Dataset entries

"""

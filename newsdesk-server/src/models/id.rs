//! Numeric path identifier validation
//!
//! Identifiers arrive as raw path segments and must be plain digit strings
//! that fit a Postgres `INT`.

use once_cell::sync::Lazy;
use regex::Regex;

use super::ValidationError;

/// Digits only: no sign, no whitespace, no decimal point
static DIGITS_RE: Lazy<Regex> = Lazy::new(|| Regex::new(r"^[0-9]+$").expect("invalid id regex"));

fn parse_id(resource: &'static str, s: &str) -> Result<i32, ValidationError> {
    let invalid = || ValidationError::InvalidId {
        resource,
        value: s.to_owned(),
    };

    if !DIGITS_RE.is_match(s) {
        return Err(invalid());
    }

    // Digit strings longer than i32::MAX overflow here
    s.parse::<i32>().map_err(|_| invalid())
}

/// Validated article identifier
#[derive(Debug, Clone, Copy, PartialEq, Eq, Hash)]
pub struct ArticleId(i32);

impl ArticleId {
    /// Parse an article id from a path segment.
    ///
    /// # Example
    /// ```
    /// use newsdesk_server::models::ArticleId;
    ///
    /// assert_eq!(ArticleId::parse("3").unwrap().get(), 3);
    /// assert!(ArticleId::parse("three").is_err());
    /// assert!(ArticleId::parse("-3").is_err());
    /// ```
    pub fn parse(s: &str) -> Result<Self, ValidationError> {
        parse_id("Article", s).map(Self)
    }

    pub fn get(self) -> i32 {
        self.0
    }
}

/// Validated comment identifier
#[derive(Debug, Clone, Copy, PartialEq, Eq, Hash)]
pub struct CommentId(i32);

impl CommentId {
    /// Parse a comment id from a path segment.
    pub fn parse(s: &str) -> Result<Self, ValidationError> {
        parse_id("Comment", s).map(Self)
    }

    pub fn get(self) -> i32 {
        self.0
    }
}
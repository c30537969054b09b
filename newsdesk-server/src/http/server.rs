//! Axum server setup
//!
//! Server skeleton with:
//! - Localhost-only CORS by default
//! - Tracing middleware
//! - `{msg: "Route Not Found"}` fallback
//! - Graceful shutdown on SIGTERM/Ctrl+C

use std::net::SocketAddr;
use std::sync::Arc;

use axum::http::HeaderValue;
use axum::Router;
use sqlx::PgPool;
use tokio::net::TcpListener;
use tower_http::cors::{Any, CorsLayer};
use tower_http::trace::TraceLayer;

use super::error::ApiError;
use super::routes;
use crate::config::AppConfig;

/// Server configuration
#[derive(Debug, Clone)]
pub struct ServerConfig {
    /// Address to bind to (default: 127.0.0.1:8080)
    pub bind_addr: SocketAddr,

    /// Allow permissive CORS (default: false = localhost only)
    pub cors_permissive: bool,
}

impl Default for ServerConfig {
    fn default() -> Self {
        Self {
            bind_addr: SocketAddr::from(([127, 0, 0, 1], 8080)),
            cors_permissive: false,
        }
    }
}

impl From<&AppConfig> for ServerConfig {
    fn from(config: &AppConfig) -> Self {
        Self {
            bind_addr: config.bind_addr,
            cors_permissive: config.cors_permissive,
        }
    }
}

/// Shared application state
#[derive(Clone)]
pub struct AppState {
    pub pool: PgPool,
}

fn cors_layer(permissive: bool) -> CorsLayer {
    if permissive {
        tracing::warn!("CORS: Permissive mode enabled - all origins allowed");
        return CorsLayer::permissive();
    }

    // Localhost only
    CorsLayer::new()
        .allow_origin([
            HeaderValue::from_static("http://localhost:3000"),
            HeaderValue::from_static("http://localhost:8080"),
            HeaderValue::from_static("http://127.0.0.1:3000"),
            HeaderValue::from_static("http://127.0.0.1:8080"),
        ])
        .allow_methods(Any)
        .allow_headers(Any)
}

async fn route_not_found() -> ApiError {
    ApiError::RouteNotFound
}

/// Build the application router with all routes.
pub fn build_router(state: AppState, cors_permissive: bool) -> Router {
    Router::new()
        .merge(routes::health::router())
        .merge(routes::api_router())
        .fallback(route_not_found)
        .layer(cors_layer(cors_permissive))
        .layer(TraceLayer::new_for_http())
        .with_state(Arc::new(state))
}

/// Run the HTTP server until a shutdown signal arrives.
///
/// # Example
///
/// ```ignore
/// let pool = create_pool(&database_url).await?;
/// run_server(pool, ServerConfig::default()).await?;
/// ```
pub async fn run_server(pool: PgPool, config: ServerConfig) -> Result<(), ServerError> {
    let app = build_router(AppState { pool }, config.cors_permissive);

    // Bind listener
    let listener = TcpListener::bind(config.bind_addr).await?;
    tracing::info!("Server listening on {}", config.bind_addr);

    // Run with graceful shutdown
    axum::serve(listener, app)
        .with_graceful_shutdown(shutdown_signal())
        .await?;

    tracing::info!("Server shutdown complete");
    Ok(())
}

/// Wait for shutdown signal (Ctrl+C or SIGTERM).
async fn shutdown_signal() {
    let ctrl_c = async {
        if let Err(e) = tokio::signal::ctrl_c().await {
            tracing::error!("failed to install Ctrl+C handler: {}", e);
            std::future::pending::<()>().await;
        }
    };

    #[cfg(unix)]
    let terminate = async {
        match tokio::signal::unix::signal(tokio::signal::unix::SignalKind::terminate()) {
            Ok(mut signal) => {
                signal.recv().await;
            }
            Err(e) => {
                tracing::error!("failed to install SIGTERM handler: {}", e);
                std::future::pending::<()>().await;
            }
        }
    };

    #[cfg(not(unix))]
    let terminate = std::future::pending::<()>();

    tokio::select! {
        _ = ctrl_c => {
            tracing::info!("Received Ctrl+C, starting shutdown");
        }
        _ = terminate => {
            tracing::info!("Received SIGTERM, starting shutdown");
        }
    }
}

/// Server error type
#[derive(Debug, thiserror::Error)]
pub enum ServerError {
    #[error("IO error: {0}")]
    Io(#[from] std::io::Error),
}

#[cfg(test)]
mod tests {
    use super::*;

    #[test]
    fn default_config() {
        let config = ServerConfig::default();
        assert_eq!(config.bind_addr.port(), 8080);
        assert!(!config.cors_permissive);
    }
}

"""

*Task*
Go through the records above and write each one out again exactly.

*Answer section*
filename newsdesk-server/src/models/id.rs
//! Numeric path identifier validation
//!
//! Identifiers arrive as raw path segments and must be plain digit strings
//! that fit a Postgres `INT`.

use once_cell::sync::Lazy;
use regex::Regex;

use super::ValidationError;

/// Digits only: no sign, no whitespace, no decimal point
static DIGITS_RE: Lazy<Regex> = Lazy::new(|| Regex::new(r"^[0-9]+$").expect("invalid id regex"));

fn parse_id(resource: &'static str, s: &str) -> Result<i32, ValidationError> {
    let invalid = || ValidationError::InvalidId {
        resource,
        value: s.to_owned(),
    };

    if !DIGITS_RE.is_match(s) {
        return Err(invalid());
    }

    // Digit strings longer than i32::MAX overflow here
    s.parse::<i32>().map_err(|_| invalid())
}

/// Validated article identifier
#[derive(Debug, Clone, Copy, PartialEq, Eq, Hash)]
pub struct ArticleId(i32);

impl ArticleId {
    /// Parse an article id from a path segment.
    ///
    /// # Example
    /// ```
    /// use newsdesk_server::models::ArticleId;
    ///
    /// assert_eq!(ArticleId::parse("3").unwrap().get(), 3);
    /// assert!(ArticleId::parse("three").is_err());
    /// assert!(ArticleId::parse("-3").is_err());
    /// ```
    pub fn parse(s: &str) -> Result<Self, ValidationError> {
        parse_id("Article", s).map(Self)
    }

    pub fn get(self) -> i32 {
        self.0
    }
}

/// Validated comment identifier
#[derive(Debug, Clone, Copy, PartialEq, Eq, Hash)]
pub struct CommentId(i32);

impl CommentId {
    /// Parse a comment id from a path segment.
    pub fn parse(s: &str) -> Result<Self, ValidationError> {
        parse_id("Comment", s).map(Self)
    }

    pub fn get(self) -> i32 {
        self.0
    }
}
repository c30537969054b09b
filename newsdesk-server/src/http/server.rs
//! Axum server setup
//!
//! Server skeleton with:
//! - Localhost-only CORS by default
//! - Tracing middleware
//! - `{msg: "Route Not Found"}` fallback
//! - Graceful shutdown on SIGTERM/Ctrl+C

use std::net::SocketAddr;
use std::sync::Arc;

use axum::http::HeaderValue;
use axum::Router;
use sqlx::PgPool;
use tokio::net::TcpListener;
use tower_http::cors::{Any, CorsLayer};
use tower_http::trace::TraceLayer;

use super::error::ApiError;
use super::routes;
use crate::config::AppConfig;

/// Server configuration
#[derive(Debug, Clone)]
pub struct ServerConfig {
    /// Address to bind to (default: 127.0.0.1:8080)
    pub bind_addr: SocketAddr,

    /// Allow permissive CORS (default: false = localhost only)
    pub cors_permissive: bool,
}

impl Default for ServerConfig {
    fn default() -> Self {
        Self {
            bind_addr: SocketAddr::from(([127, 0, 0, 1], 8080)),
            cors_permissive: false,
        }
    }
}

impl From<&AppConfig> for ServerConfig {
    fn from(config: &AppConfig) -> Self {
        Self {
            bind_addr: config.bind_addr,
            cors_permissive: config.cors_permissive,
        }
    }
}

/// Shared application state
#[derive(Clone)]
pub struct AppState {
    pub pool: PgPool,
}

fn cors_layer(permissive: bool) -> CorsLayer {
    if permissive {
        tracing::warn!("CORS: Permissive mode enabled - all origins allowed");
        return CorsLayer::permissive();
    }

    // Localhost only
    CorsLayer::new()
        .allow_origin([
            HeaderValue::from_static("http://localhost:3000"),
            HeaderValue::from_static("http://localhost:8080"),
            HeaderValue::from_static("http://127.0.0.1:3000"),
            HeaderValue::from_static("http://127.0.0.1:8080"),
        ])
        .allow_methods(Any)
        .allow_headers(Any)
}

async fn route_not_found() -> ApiError {
    ApiError::RouteNotFound
}

/// Build the application router with all routes.
pub fn build_router(state: AppState, cors_permissive: bool) -> Router {
    Router::new()
        .merge(routes::health::router())
        .merge(routes::api_router())
        .fallback(route_not_found)
        .layer(cors_layer(cors_permissive))
        .layer(TraceLayer::new_for_http())
        .with_state(Arc::new(state))
}

/// Run the HTTP server until a shutdown signal arrives.
///
/// # Example
///
/// ```ignore
/// let pool = create_pool(&database_url).await?;
/// run_server(pool, ServerConfig::default()).await?;
/// ```
pub async fn run_server(pool: PgPool, config: ServerConfig) -> Result<(), ServerError> {
    let app = build_router(AppState { pool }, config.cors_permissive);

    // Bind listener
    let listener = TcpListener::bind(config.bind_addr).await?;
    tracing::info!("Server listening on {}", config.bind_addr);

    // Run with graceful shutdown
    axum::serve(listener, app)
        .with_graceful_shutdown(shutdown_signal())
        .await?;

    tracing::info!("Server shutdown complete");
    Ok(())
}

/// Wait for shutdown signal (Ctrl+C or SIGTERM).
async fn shutdown_signal() {
    let ctrl_c = async {
        if let Err(e) = tokio::signal::ctrl_c().await {
            tracing::error!("failed to install Ctrl+C handler: {}", e);
            std::future::pending::<()>().await;
        }
    };

    #[cfg(unix)]
    let terminate = async {
        match tokio::signal::unix::signal(tokio::signal::unix::SignalKind::terminate()) {
            Ok(mut signal) => {
                signal.recv().await;
            }
            Err(e) => {
                tracing::error!("failed to install SIGTERM handler: {}", e);
                std::future::pending::<()>().await;
            }
        }
    };

    #[cfg(not(unix))]
    let terminate = std::future::pending::<()>();

    tokio::select! {
        _ = ctrl_c => {
            tracing::info!("Received Ctrl+C, starting shutdown");
        }
        _ = terminate => {
            tracing::info!("Received SIGTERM, starting shutdown");
        }
    }
}

/// Server error type
#[derive(Debug, thiserror::Error)]
pub enum ServerError {
    #[error("IO error: {0}")]
    Io(#[from] std::io::Error),
}

#[cfg(test)]
mod tests {
    use super::*;

    #[test]
    fn default_config() {
        let config = ServerConfig::default();
        assert_eq!(config.bind_addr.port(), 8080);
        assert!(!config.cors_permissive);
    }
}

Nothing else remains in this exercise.